Deux chartes, deux gardiennes
D’emblée, les archives municipales ont été tout logiquement les gardiennes de ces chartes. Ces deux exemplaires sont mentionnés en 1861 dans l’Inventaire des archives anciennes de la Ville d’Angers par Célestin Port, archiviste du département, qui les décrit "en mauvais état" et "jadis scellés".
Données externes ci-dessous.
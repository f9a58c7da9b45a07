mod describe;
mod graph_basic;
mod node_affine;
mod node_concatenation;
mod node_max_pool2d;
mod node_mse;
mod node_relu;
mod node_sigmoid;
mod window;
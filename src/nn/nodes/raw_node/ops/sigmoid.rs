use crate::nn::nodes::raw_node::TraitNode;
use crate::nn::nodes::raw_node::shape_rules;
use crate::nn::{GraphError, NodeShape};
use crate::tensor::Tensor;

/// 输入截断范围，避免`exp`溢出
const SIGMOID_CLAMP: f64 = 10.0;

/// Sigmoid 激活：`y = 1 / (1 + e^(-clamp(x, ±10)))`
///
/// 反向直接使用输出值：`∂y/∂x = y * (1 - y)`
#[derive(Debug, Clone)]
pub(crate) struct Sigmoid;

impl Sigmoid {
    pub(crate) fn new(parents: &[NodeShape]) -> Result<(Self, NodeShape), GraphError> {
        Ok((Self, shape_rules::elementwise_unary("Sigmoid", parents)?))
    }
}

impl TraitNode for Sigmoid {
    fn kind_name(&self) -> &'static str {
        "Sigmoid"
    }

    fn calc_value_by_parents(&mut self, parents: &[&Tensor], value: &mut Tensor) {
        *value = parents[0].map(|x| {
            let x = x.clamp(-SIGMOID_CLAMP, SIGMOID_CLAMP);
            1.0 / (1.0 + (-x).exp())
        });
    }

    fn calc_grads_to_parents(
        &mut self,
        _parents: &[&Tensor],
        value: &Tensor,
        grad: &Tensor,
    ) -> Vec<Tensor> {
        vec![value.zip_map(grad, |y, g| g * y * (1.0 - y))]
    }
}
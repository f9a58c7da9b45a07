use crate::nn::nodes::raw_node::TraitNode;
use crate::nn::nodes::raw_node::shape_rules;
use crate::nn::{GraphError, NodeShape};
use crate::tensor::Tensor;

const TANH_CLAMP: f64 = 10.0;

/// Tanh 激活：`y = tanh(clamp(x, ±10))`，反向为`1 - y²`
#[derive(Debug, Clone)]
pub(crate) struct Tanh;

impl Tanh {
    pub(crate) fn new(parents: &[NodeShape]) -> Result<(Self, NodeShape), GraphError> {
        Ok((Self, shape_rules::elementwise_unary("Tanh", parents)?))
    }
}

impl TraitNode for Tanh {
    fn kind_name(&self) -> &'static str {
        "Tanh"
    }

    fn calc_value_by_parents(&mut self, parents: &[&Tensor], value: &mut Tensor) {
        *value = parents[0].map(|x| x.clamp(-TANH_CLAMP, TANH_CLAMP).tanh());
    }

    fn calc_grads_to_parents(
        &mut self,
        _parents: &[&Tensor],
        value: &Tensor,
        grad: &Tensor,
    ) -> Vec<Tensor> {
        vec![value.zip_map(grad, |y, g| g * (1.0 - y * y))]
    }
}
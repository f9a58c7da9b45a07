/*
 * @Description  : Network：把一张图与其（输入, 目标, 输出, 损失）四个节点绑在一起的训练句柄
 *
 * 图的构建（网络拓扑、权重初始化）由调用方负责，这里只负责喂数据与训练循环。
 */

use super::{Graph, GraphError, NodeId, TrainingConfig};
use std::path::Path;

#[derive(Debug, Clone)]
pub struct Network {
    graph: Graph,
    input: NodeId,
    target: NodeId,
    output: NodeId,
    loss: NodeId,
}

impl Network {
    /// `loss`必须是标量汇点，`input`与`target`必须是源节点
    pub fn new(
        graph: Graph,
        input: NodeId,
        target: NodeId,
        output: NodeId,
        loss: NodeId,
    ) -> Result<Self, GraphError> {
        for (role, id) in [("输入", input), ("目标", target)] {
            if !graph.parents(id)?.is_empty() {
                return Err(GraphError::InvalidOperation(format!(
                    "{role}节点{}不是源节点",
                    graph.node_name(id)?
                )));
            }
        }
        graph.shape(output)?;
        if !graph.children(loss)?.is_empty() || graph.shape(loss)?.size() != 1 {
            return Err(GraphError::PreconditionViolation(format!(
                "损失节点{}必须是标量汇点",
                graph.node_name(loss)?
            )));
        }
        Ok(Self {
            graph,
            input,
            target,
            output,
            loss,
        })
    }

    pub const fn graph(&self) -> &Graph {
        &self.graph
    }

    pub const fn graph_mut(&mut self) -> &mut Graph {
        &mut self.graph
    }

    pub const fn input(&self) -> NodeId {
        self.input
    }

    pub const fn target(&self) -> NodeId {
        self.target
    }

    pub const fn output(&self) -> NodeId {
        self.output
    }

    pub const fn loss(&self) -> NodeId {
        self.loss
    }

    /// 推理：喂入输入、前向，返回输出节点的值
    pub fn expect(&mut self, input: &[f64]) -> Result<Vec<f64>, GraphError> {
        self.graph.set_input(self.input, input)?;
        self.graph.forward()?;
        Ok(self.graph.value(self.output)?.to_vec())
    }

    /// 喂入输入与目标、前向，返回损失值（不计算梯度）
    pub fn test(&mut self, input: &[f64], target: &[f64]) -> Result<f64, GraphError> {
        self.graph.set_input(self.input, input)?;
        self.graph.set_input(self.target, target)?;
        self.graph.forward()?;
        Ok(self.graph.value(self.loss)?[0])
    }

    /// 同[`Network::test`]，之后再反向传播；梯度累加，直到[`Network::update`]
    pub fn train(&mut self, input: &[f64], target: &[f64]) -> Result<f64, GraphError> {
        self.test(input, target)?;
        self.graph.backward(self.loss)
    }

    pub fn update(&mut self, eta: f64) -> Result<(), GraphError> {
        self.graph.update(self.loss, eta)
    }

    /// 训练循环，返回每一轮的损失之和
    ///
    /// 每个样本都执行一次前向与反向；参数按`config.update_every`个样本更新一次，
    /// 未设置时每轮结束更新一次（梯度在整轮内累加）。
    pub fn fit(
        &mut self,
        inputs: &[Vec<f64>],
        targets: &[Vec<f64>],
        config: &TrainingConfig,
    ) -> Result<Vec<f64>, GraphError> {
        if inputs.len() != targets.len() {
            return Err(GraphError::ShapeMismatch {
                expected: vec![inputs.len()],
                got: vec![targets.len()],
                message: "输入样本数与目标样本数必须一致".to_string(),
            });
        }
        if inputs.is_empty() {
            return Err(GraphError::InvalidOperation("训练集为空".to_string()));
        }
        if config.update_every == Some(0) {
            return Err(GraphError::InvalidOperation(
                "update_every 必须≥1".to_string(),
            ));
        }

        let mut history = Vec::with_capacity(config.epochs);
        for epoch in 0..config.epochs {
            let mut epoch_loss = 0.0;
            let mut pending = 0;
            for (input, target) in inputs.iter().zip(targets) {
                epoch_loss += self.train(input, target)?;
                pending += 1;
                if config.update_every == Some(pending) {
                    self.update(config.learning_rate)?;
                    pending = 0;
                }
            }
            if pending > 0 {
                self.update(config.learning_rate)?;
            }
            history.push(epoch_loss);

            let is_last = epoch + 1 == config.epochs;
            if config.verbose && (epoch % config.log_every.max(1) == 0 || is_last) {
                log::info!(
                    "Epoch {}/{}: loss = {:.6}",
                    epoch + 1,
                    config.epochs,
                    epoch_loss
                );
            }
        }
        Ok(history)
    }

    /// 以文本格式保存整张图（从损失节点出发）
    pub fn save_text<P: AsRef<Path>>(&self, path: P) -> Result<(), GraphError> {
        self.graph.save_text(self.loss, path)
    }

    /// 从文本格式加载，并按文件中的编号指定输入、目标与输出节点；损失节点为文件中最后一个节点
    pub fn load_text<P: AsRef<Path>>(
        path: P,
        input: u64,
        target: u64,
        output: u64,
    ) -> Result<Self, GraphError> {
        let parsed = Graph::load_text(path)?;
        let (input, target, output) = (
            parsed.node(input)?,
            parsed.node(target)?,
            parsed.node(output)?,
        );
        Self::new(parsed.graph, input, target, output, parsed.loss)
    }
}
À la fin du 19e siècle, l'un des deux exemplaires, moins abîmé par les rongeurs et encore doté en partie de deux de ses trois sceaux d’origine, a été exposé pendant 20 ou 30 ans à la mairie, "encadré dans le cabinet du Secrétariat" d’après le témoignage de ce même Célestin Port dans son célèbre Dictionnaire historique de Maine-et-Loire. En 1897, cet exemplaire a été confié à la Bibliothèque municipale : deux lieux de conservation permettaient de diviser les risques de perte.
Les restaurations
Pour exposer ces deux chartes originales côte à côte au Repaire urbain, à l’occasion des 550 ans de la création de la mairie, leur restauration était nécessaire. Les interventions se sont voulues précautionneuses et discrètes, conformément aux usages actuels : brossage délicat au pinceau chinois, gommage sélectif des zones sans texte, détente et assouplissement du parchemin grâce à une humidification contrôlée, mise à plat, consolidation des zones fragilisées par des doublages de papier japonais… ont prévalu sur les deux chartes.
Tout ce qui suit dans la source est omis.